Os órgãos criados em laboratório poderão resolver justamente esse problema, pois são feitos com o mesmo material genético que o resto do organismo do paciente. “Acho que a engenharia genética é um das grandes promessas do futuro”, afirma Cesare. “Com essas técnicas, poderemos ter fábricas de órgãos. Isso é muito importante de acontecer. Já está sendo criada uma fábrica de sangue artificial no Japão, por exemplo.”
Apesar de cada vez mais reais, essas soluções ainda despertam medo, dúvidas e curiosidades, reações típicas também a obras de ficção. Taylor, uma das pioneiras na engenharia de tecidos, conta que seu trabalho já foi comparado ao de Victor Frankenstein mais de uma vez. “Acho que é uma analogia fácil, mas eu a vejo como uma medalha de honra. As tochas e os forcados acontecem - pessoalmente e profissionalmente -, mas o trabalho é realmente empurrar os limites da ciência para frente”, diz a pesquisadora.
Dilemas éticos continuam
Frankenstein segue causando impacto na comunidade científica. É comum, por exemplo, que artigos façam referências à criatura de 200 anos ao mencionar projetos controversos, como o termo frankencomidas, usado para descrever alimentos transgênicos. Além disso, a obra influenciou diversas pessoas a se tornarem pesquisadores, como Earl Bakken, o criador do primeiro marca-passo eletrônico. Mas são nas discussões sobre os limites éticos da ciência que a obra criada por Mary Shelley ganha contornos mais delicados.
“O Victor Frankenstein tem uma curiosidade pelo desconhecido, o que é uma coisa boa, até que se torna obsessão. Ele achava que ninguém deveria morrer porque ele perdeu a mãe. Então, criou um ser que não envelheceria, que seria melhor do que nós”, resume Maria Letícia Cascelli, nefrologista da Clínica de Doenças Renais de Brasília e especialista em transplante de órgãos.
Na ficção, o criador abandona a criatura, que se torna agressiva e passa a matar. No mundo real, questões que escapem do controle dos cientistas e do laboratório podem ter impactos grandiosos, como vírus, manipulação genética e até mesmo inteligências artificiais, enumera Cascelli. “Você vê a matéria não orgânica superando a orgânica.

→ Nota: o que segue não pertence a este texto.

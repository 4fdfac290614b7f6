use sqlx::types::Json;
use sqlx::{FromRow, PgPool, Postgres, QueryBuilder};
use time::OffsetDateTime;
use uuid::Uuid;

use crate::listings::{push_radius_filter, Address, GeoFilter, Timings};
use crate::lpg::dto::{CylinderTier, LpgQuery, NewLpgService};

#[derive(Debug, Clone, FromRow)]
pub struct LpgService {
    pub id: Uuid,
    pub owner: Uuid,
    pub name: String,
    pub capacity: Json<Vec<CylinderTier>>,
    pub longitude: f64,
    pub latitude: f64,
    pub address: Json<Address>,
    pub timings: Json<Timings>,
    pub landline: Option<String>,
    pub is_available: bool,
    pub created_at: OffsetDateTime,
    pub updated_at: OffsetDateTime,
}

const LPG_COLUMNS: &str = "id, owner, name, capacity, longitude, latitude, address, timings, \
     landline, is_available, created_at, updated_at";

pub async fn insert(db: &PgPool, owner: Uuid, new: NewLpgService) -> anyhow::Result<LpgService> {
    let service = sqlx::query_as::<_, LpgService>(&format!(
        "INSERT INTO lpg_services (owner, name, capacity, longitude, latitude, address, \
         timings, landline) \
         VALUES ($1, $2, $3, $4, $5, $6, $7, $8) \
         RETURNING {LPG_COLUMNS}"
    ))
    .bind(owner)
    .bind(&new.name)
    .bind(Json(&new.capacity))
    .bind(new.location.longitude())
    .bind(new.location.latitude())
    .bind(Json(&new.address))
    .bind(Json(&new.timings))
    .bind(&new.landline)
    .fetch_one(db)
    .await?;
    Ok(service)
}

pub async fn find_by_id(db: &PgPool, id: Uuid) -> anyhow::Result<Option<LpgService>> {
    let service = sqlx::query_as::<_, LpgService>(&format!(
        "SELECT {LPG_COLUMNS} FROM lpg_services WHERE id = $1"
    ))
    .bind(id)
    .fetch_optional(db)
    .await?;
    Ok(service)
}

pub async fn update(db: &PgPool, service: &LpgService) -> anyhow::Result<LpgService> {
    let updated = sqlx::query_as::<_, LpgService>(&format!(
        "UPDATE lpg_services SET name = $1, capacity = $2, longitude = $3, latitude = $4, \
         address = $5, timings = $6, landline = $7, is_available = $8, updated_at = now() \
         WHERE id = $9 RETURNING {LPG_COLUMNS}"
    ))
    .bind(&service.name)
    .bind(Json(&service.capacity.0))
    .bind(service.longitude)
    .bind(service.latitude)
    .bind(Json(&service.address.0))
    .bind(Json(&service.timings.0))
    .bind(&service.landline)
    .bind(service.is_available)
    .bind(service.id)
    .fetch_one(db)
    .await?;
    Ok(updated)
}

pub async fn delete(db: &PgPool, id: Uuid) -> anyhow::Result<()> {
    sqlx::query("DELETE FROM lpg_services WHERE id = $1")
        .bind(id)
        .execute(db)
        .await?;
    Ok(())
}

pub async fn list_by_owner(db: &PgPool, owner: Uuid) -> anyhow::Result<Vec<LpgService>> {
    let services = sqlx::query_as::<_, LpgService>(&format!(
        "SELECT {LPG_COLUMNS} FROM lpg_services WHERE owner = $1 ORDER BY created_at DESC"
    ))
    .bind(owner)
    .fetch_all(db)
    .await?;
    Ok(services)
}

fn push_filters<'a>(
    qb: &mut QueryBuilder<'a, Postgres>,
    q: &'a LpgQuery,
    geo: &Option<GeoFilter>,
) {
    if let Some(city) = &q.city {
        qb.push(" AND address->>'city' = ").push_bind(city);
    }
    if let Some(opening) = &q.opening_time {
        qb.push(" AND timings->>'openingTime' = ").push_bind(opening);
    }
    if let Some(closing) = &q.closing_time {
        qb.push(" AND timings->>'closingTime' = ").push_bind(closing);
    }
    if let Some(geo) = geo {
        push_radius_filter(qb, geo);
    }
}

pub async fn search(
    db: &PgPool,
    q: &LpgQuery,
    geo: &Option<GeoFilter>,
    limit: i64,
    offset: i64,
) -> anyhow::Result<(Vec<LpgService>, i64)> {
    let mut qb = QueryBuilder::<Postgres>::new(format!(
        "SELECT {LPG_COLUMNS} FROM lpg_services WHERE TRUE"
    ));
    push_filters(&mut qb, q, geo);
    qb.push(" ORDER BY created_at DESC LIMIT ")
        .push_bind(limit)
        .push(" OFFSET ")
        .push_bind(offset);
    let services: Vec<LpgService> = qb.build_query_as().fetch_all(db).await?;

    let mut count_qb =
        QueryBuilder::<Postgres>::new("SELECT COUNT(*) FROM lpg_services WHERE TRUE");
    push_filters(&mut count_qb, q, geo);
    let (total,): (i64,) = count_qb.build_query_as().fetch_one(db).await?;

    Ok((services, total))
}
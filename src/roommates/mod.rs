use axum::{
    routing::{delete, get, patch, post},
    Router,
};

use crate::state::AppState;

pub mod dto;
pub mod handlers;
pub mod repo;

pub fn router() -> Router<AppState> {
    Router::new()
        .route("/create", post(handlers::create_post))
        .route("/update/:id", patch(handlers::update_post))
        .route("/delete/:id", delete(handlers::delete_post))
        .route("/allPosts", get(handlers::all_posts))
        .route("/myPosts", get(handlers::my_posts))
}
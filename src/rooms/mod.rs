use axum::{
    routing::{delete, get, patch, post},
    Router,
};

use crate::state::AppState;

pub mod dto;
pub mod handlers;
pub mod repo;

pub fn router() -> Router<AppState> {
    Router::new()
        .route("/create", post(handlers::create_room))
        .route("/update/:id", patch(handlers::update_room))
        .route("/delete/:id", delete(handlers::delete_room))
        .route("/allRooms", get(handlers::all_rooms))
        .route("/myRooms", get(handlers::my_rooms))
}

Hoje já temos inteligências artificiais. O computador é algo frio, brutal, que pode se voltar contra nós”, justifica.
A nefrologista não está sozinha nessa preocupação. Nomes fortes da ciência, como o empresário Elon Musk e o físico Stephen Hawking, afirmaram que é preciso tomar medidas para impedir que a tecnologia eventualmente se torne perigosa. Por outro lado, os avanços requerem que alguns limites sejam revistos e superados. “No primeiro transplante de coração, que aconteceu na África do Sul, muita gente tinha medo do procedimento. Mas a intenção era restaurar a saúde de um ser humano”, pondera Cascelli.
A cirurgia, feita em 1967, trouxe ainda algumas controvérsias sobre a definição de morte. Naquela época, ela era declarada apenas quando o coração parasse completamente de bater. Porém, para ser feito um transplante, muitas vezes é preciso retirar o órgão do doador enquanto ele ainda está funcionando.
Para Cascelli, o que deve definir os limites da ciência é que ela deve ser feita para as pessoas, e não o contrário. “A sobrevivência da raça humana vem da nossa habilidade de vivermos juntos e cuidarmos uns dos outros”, concorda Doris Taylor, diretora do Centro de Biotecnologia de Órgãos e Células do Instituto do Coração do Texas, nos Estados Unidos, que estuda a criação de órgãos em laboratório.
“Quase todos os dias, recebemos cartas de pessoas desesperadas querendo prolongar a vida ou a de alguém que amam. Eu não seria capaz de viver comigo mesma se eu não acordasse todos os dias e fizesse o meu melhor para tornar isso realidade”, continua. “Como seres humanos, nós devemos cuidar uns dos outros. Claro que a ciência pode sempre ser corrompida, mas eu posso e vou me manifestar quando isso acontecer por aqui.”